Diagnosing Java + Oracle Performance with Dumps and Logs

Performance issues in Java applications backed by Oracle DB often present as generic "slowness." In this post, we walk through a practical workflow: capturing thread dumps, analyzing GC logs, taking heap histograms/dumps, correlating with Oracle AWR/ASH, and mapping symptoms to root causes.

Java + Oracle Performance Diagnostics

0) Quick Triage Flow (what to grab first)

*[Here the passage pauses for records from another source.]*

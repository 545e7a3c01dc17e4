//! Persistence-layer seams.
//!
//! The relational store is an external collaborator; this module defines the
//! narrow contracts the export core needs from it and ships an in-memory
//! reference backend used by the test suite and demos. Production deployments
//! implement the same traits over their database of choice.

mod memory;

pub use memory::MemoryStore;

use async_trait::async_trait;
use thiserror::Error;

use crate::core::{
    ClientRecord, DocumentItemRecord, DocumentRecord, DocumentType, NewDocument, NewDocumentItem,
    ProductRecord,
};

/// Error from a store backend.
#[derive(Debug, Error)]
#[non_exhaustive]
pub enum StoreError {
    /// Backend failure (connection loss, constraint violation, ...).
    #[error("store backend error: {0}")]
    Backend(String),
}

/// Filter over the parent-document linkage of dedup candidates.
#[derive(Debug, Clone, PartialEq, Eq)]
pub enum ParentFilter {
    /// No constraint on the parent link.
    Any,
    /// Root documents only (`parent_document_id IS NULL`).
    Root,
    /// Documents generated from the given parent.
    Equals(String),
}

impl ParentFilter {
    /// Whether a document's parent link satisfies this filter.
    pub fn matches(&self, parent: Option<&str>) -> bool {
        match self {
            Self::Any => true,
            Self::Root => parent.is_none(),
            Self::Equals(id) => parent == Some(id.as_str()),
        }
    }
}

/// Discriminator fields selecting dedup candidates.
#[derive(Debug, Clone)]
pub struct CandidateQuery<'a> {
    pub doc_type: DocumentType,
    pub client_id: &'a str,
    pub parent: ParentFilter,
    /// When set, only documents of this cart session match.
    pub cart_session_id: Option<&'a str>,
    /// Maximum number of candidates, newest first.
    pub limit: usize,
}

/// Client lookups and creation.
#[async_trait]
pub trait ClientStore: Send + Sync {
    async fn client(&self, id: &str) -> Result<Option<ClientRecord>, StoreError>;

    async fn create_client(&self, client: ClientRecord) -> Result<ClientRecord, StoreError>;
}

/// Read-only catalog access.
#[async_trait]
pub trait ProductStore: Send + Sync {
    /// All products of a category, reduced to the matching fields.
    async fn products_in_category(&self, category: &str)
    -> Result<Vec<ProductRecord>, StoreError>;

    /// Primary-key lookup constrained to a category.
    async fn product_in_category(
        &self,
        id: &str,
        category: &str,
    ) -> Result<Option<ProductRecord>, StoreError>;
}

/// Document reads and the atomic header+items write.
#[async_trait]
pub trait DocumentStore: Send + Sync {
    /// Candidates matching the discriminator fields, newest first.
    async fn find_documents(
        &self,
        query: CandidateQuery<'_>,
    ) -> Result<Vec<DocumentRecord>, StoreError>;

    /// Create the document header and its line items as one atomic write.
    ///
    /// Implementations must guarantee all-or-nothing semantics: a header
    /// without its items is a corruption state the dedup check would later
    /// mistake for a complete document.
    async fn create_document(
        &self,
        document: NewDocument,
        items: Vec<NewDocumentItem>,
    ) -> Result<DocumentRecord, StoreError>;

    /// Line items of a persisted document.
    async fn document_items(
        &self,
        document_id: &str,
    ) -> Result<Vec<DocumentItemRecord>, StoreError>;
}

/// The full persistence surface the export core depends on.
pub trait Store: ClientStore + ProductStore + DocumentStore {}

impl<T: ClientStore + ProductStore + DocumentStore> Store for T {}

1. High CPU or “app is hung” right now? - Capture 3 × thread dumps 10s apart → analyze for deadlocks, hotspots, blocked JDBC. - Grab GC log segment covering the slowdown. - If memory pressure suspected, trigger a heap histogram (fast) then a heap dump (slower; do it off-peak if huge).

2. Spikes when calling Oracle? - Capture thread dumps (look for oracle.jdbc. frames waiting on I/O). - From DB side, pull AWR/ASH for the same time window.

3. Latency every few minutes? - Check GC log for STW pauses, mixed cycles, promotion failures, humongous alloc (G1).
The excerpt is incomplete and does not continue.